* _PROBLEM TO WORK ON_
Go through the records and copy each line where the word "impl" occurs.

BEGIN

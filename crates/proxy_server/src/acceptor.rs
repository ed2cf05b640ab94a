//! Connection acceptance and the whitelist gate.
//!
//! The acceptor owns the front door: it accepts connections from the
//! protocol listener, applies the whitelist, routes each admitted player
//! onto a server of the default group and hands the connection over to a
//! fresh session. Whatever goes wrong with one connection is logged and
//! ends with that connection only; the loop keeps accepting.

use std::sync::Arc;

use tracing::{debug, error, info, warn};

use crate::balancer::select_server;
use crate::config::WhitelistSettings;
use crate::registry::{Server, ServerRegistry};
use crate::session::{Session, SessionHandler, SessionMap, SessionSender};
use crate::status::PlayerCounts;
use crate::transport::{red, ClientConnection, ProxyListener, TRANSFER_REQUEST_ID};

/// Accepts connections and turns them into sessions.
pub struct ConnectionAcceptor {
    registry: Arc<ServerRegistry>,
    counts: Arc<PlayerCounts>,
    sessions: Arc<SessionMap>,
    handler: Arc<dyn SessionHandler>,
    whitelist: WhitelistSettings,
    default_group: String,
    occupancy_threshold: u32,
}

impl ConnectionAcceptor {
    pub fn new(
        registry: Arc<ServerRegistry>,
        counts: Arc<PlayerCounts>,
        sessions: Arc<SessionMap>,
        handler: Arc<dyn SessionHandler>,
        whitelist: WhitelistSettings,
        default_group: String,
        occupancy_threshold: u32,
    ) -> Self {
        Self {
            registry,
            counts,
            sessions,
            handler,
            whitelist,
            default_group,
            occupancy_threshold,
        }
    }

    /// Runs the accept loop until the listener fails.
    pub async fn run(self: Arc<Self>, listener: Arc<dyn ProxyListener>) {
        loop {
            match listener.accept().await {
                Ok(conn) => {
                    let acceptor = Arc::clone(&self);
                    tokio::spawn(async move {
                        acceptor.handle_connection(conn).await;
                    });
                }
                Err(e) => {
                    error!("Unable to accept connection: {}", e);
                    break;
                }
            }
        }
    }

    /// Gates, binds and then drives one connection for its lifetime.
    async fn handle_connection(&self, conn: Arc<dyn ClientConnection>) {
        let display_name = conn.display_name().to_string();

        if !self.whitelist.permits(&display_name) {
            conn.disconnect(&red("Server is whitelisted")).await;
            info!("{} failed to join: Server is whitelisted", display_name);
            return;
        }

        let Some(server) = self.pick_initial_server().await else {
            conn.disconnect(&red("No servers available")).await;
            error!(
                "Unable to create session for {}: no live server in group {}",
                display_name, self.default_group
            );
            return;
        };

        let (_session, sender) = Session::spawn(
            Arc::clone(&conn),
            Arc::clone(&server),
            Arc::clone(&self.handler),
            Arc::clone(&self.counts),
            Arc::clone(&self.sessions),
        );
        info!(
            "{} has been connected to server {} in group {}",
            display_name,
            server.name(),
            server.group()
        );

        self.read_loop(conn, sender).await;
    }

    /// Initial placement: the occupancy policy applied to the default group.
    async fn pick_initial_server(&self) -> Option<Arc<Server>> {
        let group = self.registry.group(&self.default_group)?;
        let servers = group.servers().await;
        select_server(&servers, self.occupancy_threshold)
    }

    /// Pumps packets from the connection into the session's event queue
    /// until the client goes away.
    async fn read_loop(&self, conn: Arc<dyn ClientConnection>, sender: SessionSender) {
        loop {
            match conn.read_packet().await {
                Ok(Some(packet)) if packet.id == TRANSFER_REQUEST_ID => {
                    let target = packet
                        .data
                        .get("server")
                        .and_then(|v| v.as_str())
                        .and_then(|name| self.registry.server(name));
                    match target {
                        Some(target) => {
                            if sender.transfer(target).is_err() {
                                break;
                            }
                        }
                        None => warn!(
                            "{} requested a transfer to an unknown server: {:?}",
                            conn.display_name(),
                            packet.data
                        ),
                    }
                }
                Ok(Some(packet)) => {
                    if sender.server_bound_packet(packet).is_err() {
                        break;
                    }
                }
                Ok(None) => {
                    let _ = sender.quit();
                    break;
                }
                Err(e) => {
                    debug!("Read error from {}: {}", conn.display_name(), e);
                    let _ = sender.quit();
                    break;
                }
            }
        }
    }
}
//! Request handlers backing the route definitions.

pub mod milestones;
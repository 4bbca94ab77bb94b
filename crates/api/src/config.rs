/// Server configuration loaded from environment variables.
///
/// All fields have sensible defaults suitable for local development.
/// In production, override via environment variables.
#[derive(Debug, Clone)]
pub struct ServerConfig {
    /// Bind address (default: `0.0.0.0`).
    pub host: String,
    /// Bind port (default: `8000`).
    pub port: u16,
    /// Database URL (default: `sqlite:milestones.db`).
    pub database_url: String,
    /// Allowed CORS origins, parsed from comma-separated `CORS_ORIGINS` env var.
    pub cors_origins: Vec<String>,
    /// HTTP request timeout in seconds (default: `30`).
    pub request_timeout_secs: u64,
}

impl ServerConfig {
    /// Load configuration from environment variables with defaults.
    ///
    /// | Env Var                | Default                    |
    /// |------------------------|----------------------------|
    /// | `HOST`                 | `0.0.0.0`                  |
    /// | `PORT`                 | `8000`                     |
    /// | `DATABASE_URL`         | `sqlite:milestones.db`     |
    /// | `CORS_ORIGINS`         | `http://localhost:5173`    |
    /// | `REQUEST_TIMEOUT_SECS` | `30`                       |
    pub fn from_env() -> Self {
        let host = std::env::var("HOST").unwrap_or_else(|_| "0.0.0.0".into());

        let port: u16 = std::env::var("PORT")
            .unwrap_or_else(|_| "8000".into())
            .parse()
            .expect("PORT must be a valid u16");

        let database_url =
            std::env::var("DATABASE_URL").unwrap_or_else(|_| "sqlite:milestones.db".into());

        let cors_origins: Vec<String> = std::env::var("CORS_ORIGINS")
            .unwrap_or_else(|_| "http://localhost:5173".into())
            .split(',')
            .map(|s| s.trim().to_string())
            .filter(|s| !s.is_empty())
            .collect();

        let request_timeout_secs: u64 = std::env::var("REQUEST_TIMEOUT_SECS")
            .unwrap_or_else(|_| "30".into())
            .parse()
            .expect("REQUEST_TIMEOUT_SECS must be a valid u64");

        Self {
            host,
            port,
            database_url,
            cors_origins,
            request_timeout_secs,
        }
    }
}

END

* _TASK RESPONSE_
impl ConnectionAcceptor {
impl ServerConfig {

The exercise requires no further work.